Task prompt :: Pull out every line in the data that has the string "Running" in it.

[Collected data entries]
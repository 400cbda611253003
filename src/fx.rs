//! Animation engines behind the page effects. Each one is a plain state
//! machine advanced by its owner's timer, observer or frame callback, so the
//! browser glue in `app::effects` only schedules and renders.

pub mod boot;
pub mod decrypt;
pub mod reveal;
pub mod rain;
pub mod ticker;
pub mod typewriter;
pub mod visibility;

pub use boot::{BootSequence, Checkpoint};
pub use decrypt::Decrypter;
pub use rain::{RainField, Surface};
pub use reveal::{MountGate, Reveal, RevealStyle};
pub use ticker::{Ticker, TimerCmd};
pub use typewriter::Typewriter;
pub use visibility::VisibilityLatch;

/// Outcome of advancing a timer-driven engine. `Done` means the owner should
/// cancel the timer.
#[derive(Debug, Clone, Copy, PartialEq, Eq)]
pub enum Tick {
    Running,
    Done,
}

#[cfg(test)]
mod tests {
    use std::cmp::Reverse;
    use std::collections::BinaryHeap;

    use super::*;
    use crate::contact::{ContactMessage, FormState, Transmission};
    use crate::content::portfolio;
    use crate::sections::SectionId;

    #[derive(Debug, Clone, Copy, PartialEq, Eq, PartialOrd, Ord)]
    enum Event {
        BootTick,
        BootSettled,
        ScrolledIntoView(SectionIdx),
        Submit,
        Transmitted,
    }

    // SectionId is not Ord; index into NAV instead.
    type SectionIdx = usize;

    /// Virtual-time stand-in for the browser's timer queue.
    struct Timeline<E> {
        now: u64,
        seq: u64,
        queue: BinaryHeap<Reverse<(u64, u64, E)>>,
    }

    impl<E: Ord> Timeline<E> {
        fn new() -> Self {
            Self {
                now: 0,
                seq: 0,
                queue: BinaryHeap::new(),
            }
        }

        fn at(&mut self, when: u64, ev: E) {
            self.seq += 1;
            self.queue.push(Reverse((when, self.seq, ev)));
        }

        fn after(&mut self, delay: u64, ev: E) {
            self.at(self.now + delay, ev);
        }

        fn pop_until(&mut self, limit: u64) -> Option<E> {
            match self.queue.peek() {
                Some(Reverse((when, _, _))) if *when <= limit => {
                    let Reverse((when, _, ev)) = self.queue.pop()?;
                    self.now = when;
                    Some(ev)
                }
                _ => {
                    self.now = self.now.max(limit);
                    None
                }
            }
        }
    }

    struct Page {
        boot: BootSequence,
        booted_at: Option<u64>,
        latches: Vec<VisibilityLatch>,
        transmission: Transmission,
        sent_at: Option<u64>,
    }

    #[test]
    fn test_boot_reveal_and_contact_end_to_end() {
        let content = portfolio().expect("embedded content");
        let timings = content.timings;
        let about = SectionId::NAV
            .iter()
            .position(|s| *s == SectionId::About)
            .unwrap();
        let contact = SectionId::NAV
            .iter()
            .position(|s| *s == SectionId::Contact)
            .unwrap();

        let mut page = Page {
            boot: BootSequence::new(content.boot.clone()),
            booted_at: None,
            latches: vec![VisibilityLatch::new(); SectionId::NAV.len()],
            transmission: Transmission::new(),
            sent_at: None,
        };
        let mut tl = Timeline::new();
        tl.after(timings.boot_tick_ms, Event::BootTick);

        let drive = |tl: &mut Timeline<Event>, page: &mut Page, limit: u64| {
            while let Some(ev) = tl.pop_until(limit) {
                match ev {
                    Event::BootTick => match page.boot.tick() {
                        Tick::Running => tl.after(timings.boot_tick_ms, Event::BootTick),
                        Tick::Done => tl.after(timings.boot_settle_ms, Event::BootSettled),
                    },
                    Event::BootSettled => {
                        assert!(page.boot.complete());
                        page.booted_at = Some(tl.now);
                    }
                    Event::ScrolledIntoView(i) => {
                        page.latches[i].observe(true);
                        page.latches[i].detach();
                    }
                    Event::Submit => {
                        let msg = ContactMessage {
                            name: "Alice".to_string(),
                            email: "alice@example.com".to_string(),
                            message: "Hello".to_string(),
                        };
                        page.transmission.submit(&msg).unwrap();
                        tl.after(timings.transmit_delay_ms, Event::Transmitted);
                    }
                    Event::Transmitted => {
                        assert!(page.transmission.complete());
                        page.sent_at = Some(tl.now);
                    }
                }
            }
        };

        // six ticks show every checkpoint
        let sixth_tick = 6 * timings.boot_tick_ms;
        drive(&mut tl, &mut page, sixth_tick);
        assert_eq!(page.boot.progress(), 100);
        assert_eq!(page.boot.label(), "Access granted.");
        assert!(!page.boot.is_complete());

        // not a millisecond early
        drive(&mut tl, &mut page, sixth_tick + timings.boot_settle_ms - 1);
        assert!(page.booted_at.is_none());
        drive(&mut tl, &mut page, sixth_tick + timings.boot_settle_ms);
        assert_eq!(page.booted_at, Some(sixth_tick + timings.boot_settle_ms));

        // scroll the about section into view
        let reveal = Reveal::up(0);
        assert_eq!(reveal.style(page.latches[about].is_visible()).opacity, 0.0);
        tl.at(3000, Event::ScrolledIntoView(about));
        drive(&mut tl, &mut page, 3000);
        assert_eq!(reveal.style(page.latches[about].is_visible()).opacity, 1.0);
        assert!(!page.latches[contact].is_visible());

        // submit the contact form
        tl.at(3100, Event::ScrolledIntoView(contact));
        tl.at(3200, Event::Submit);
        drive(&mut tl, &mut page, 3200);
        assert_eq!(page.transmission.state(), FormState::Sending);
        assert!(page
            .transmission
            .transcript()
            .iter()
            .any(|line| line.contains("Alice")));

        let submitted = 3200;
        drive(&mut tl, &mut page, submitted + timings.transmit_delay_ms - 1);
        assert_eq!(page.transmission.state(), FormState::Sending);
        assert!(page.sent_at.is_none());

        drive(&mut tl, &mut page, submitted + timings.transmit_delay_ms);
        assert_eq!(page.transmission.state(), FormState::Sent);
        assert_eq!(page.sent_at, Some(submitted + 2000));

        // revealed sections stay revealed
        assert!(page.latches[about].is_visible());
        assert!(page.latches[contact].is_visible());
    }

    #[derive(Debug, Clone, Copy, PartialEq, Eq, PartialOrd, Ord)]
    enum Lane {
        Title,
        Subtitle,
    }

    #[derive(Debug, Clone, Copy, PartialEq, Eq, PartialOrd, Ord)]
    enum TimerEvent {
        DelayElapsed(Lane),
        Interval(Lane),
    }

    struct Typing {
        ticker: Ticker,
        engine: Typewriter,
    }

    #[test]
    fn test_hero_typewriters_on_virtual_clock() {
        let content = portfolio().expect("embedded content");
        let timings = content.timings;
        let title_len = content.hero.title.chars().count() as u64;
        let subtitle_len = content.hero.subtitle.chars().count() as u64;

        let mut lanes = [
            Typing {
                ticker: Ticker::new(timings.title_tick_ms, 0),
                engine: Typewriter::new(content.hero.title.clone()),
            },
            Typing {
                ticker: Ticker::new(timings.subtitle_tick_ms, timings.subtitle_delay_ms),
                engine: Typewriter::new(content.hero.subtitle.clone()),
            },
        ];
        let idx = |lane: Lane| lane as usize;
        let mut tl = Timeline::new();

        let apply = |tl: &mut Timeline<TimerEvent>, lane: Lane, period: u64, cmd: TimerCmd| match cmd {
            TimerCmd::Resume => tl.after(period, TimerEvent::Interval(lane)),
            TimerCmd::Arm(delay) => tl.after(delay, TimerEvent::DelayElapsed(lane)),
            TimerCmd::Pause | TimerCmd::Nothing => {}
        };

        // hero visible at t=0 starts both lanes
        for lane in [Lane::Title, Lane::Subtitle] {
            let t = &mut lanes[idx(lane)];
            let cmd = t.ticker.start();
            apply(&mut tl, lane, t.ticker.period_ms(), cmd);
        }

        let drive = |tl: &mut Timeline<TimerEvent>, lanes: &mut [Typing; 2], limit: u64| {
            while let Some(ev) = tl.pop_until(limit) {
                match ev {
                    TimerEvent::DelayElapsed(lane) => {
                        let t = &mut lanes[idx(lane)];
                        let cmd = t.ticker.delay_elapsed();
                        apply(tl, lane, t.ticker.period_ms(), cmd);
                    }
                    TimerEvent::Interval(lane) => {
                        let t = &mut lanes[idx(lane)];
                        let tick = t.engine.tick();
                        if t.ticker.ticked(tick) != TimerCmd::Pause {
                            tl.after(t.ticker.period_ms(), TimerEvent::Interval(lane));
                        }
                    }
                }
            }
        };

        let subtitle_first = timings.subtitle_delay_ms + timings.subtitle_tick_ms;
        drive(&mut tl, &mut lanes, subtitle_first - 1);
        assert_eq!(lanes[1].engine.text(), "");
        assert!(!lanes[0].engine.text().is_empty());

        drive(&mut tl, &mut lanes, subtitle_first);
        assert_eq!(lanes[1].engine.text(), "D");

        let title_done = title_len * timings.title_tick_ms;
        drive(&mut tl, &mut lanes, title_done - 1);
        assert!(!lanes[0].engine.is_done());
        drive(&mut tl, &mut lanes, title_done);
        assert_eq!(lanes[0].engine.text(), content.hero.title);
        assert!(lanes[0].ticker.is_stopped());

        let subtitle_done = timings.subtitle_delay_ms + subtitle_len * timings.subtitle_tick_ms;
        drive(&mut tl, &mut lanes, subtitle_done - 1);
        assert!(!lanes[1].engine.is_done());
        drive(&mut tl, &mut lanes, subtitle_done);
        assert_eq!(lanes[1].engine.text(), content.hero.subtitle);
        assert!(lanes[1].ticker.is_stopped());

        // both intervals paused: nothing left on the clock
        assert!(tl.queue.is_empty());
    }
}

Expected output ::
    Running,
                        Tick::Running => tl.after(timings.boot_tick_ms, Event::BootTick),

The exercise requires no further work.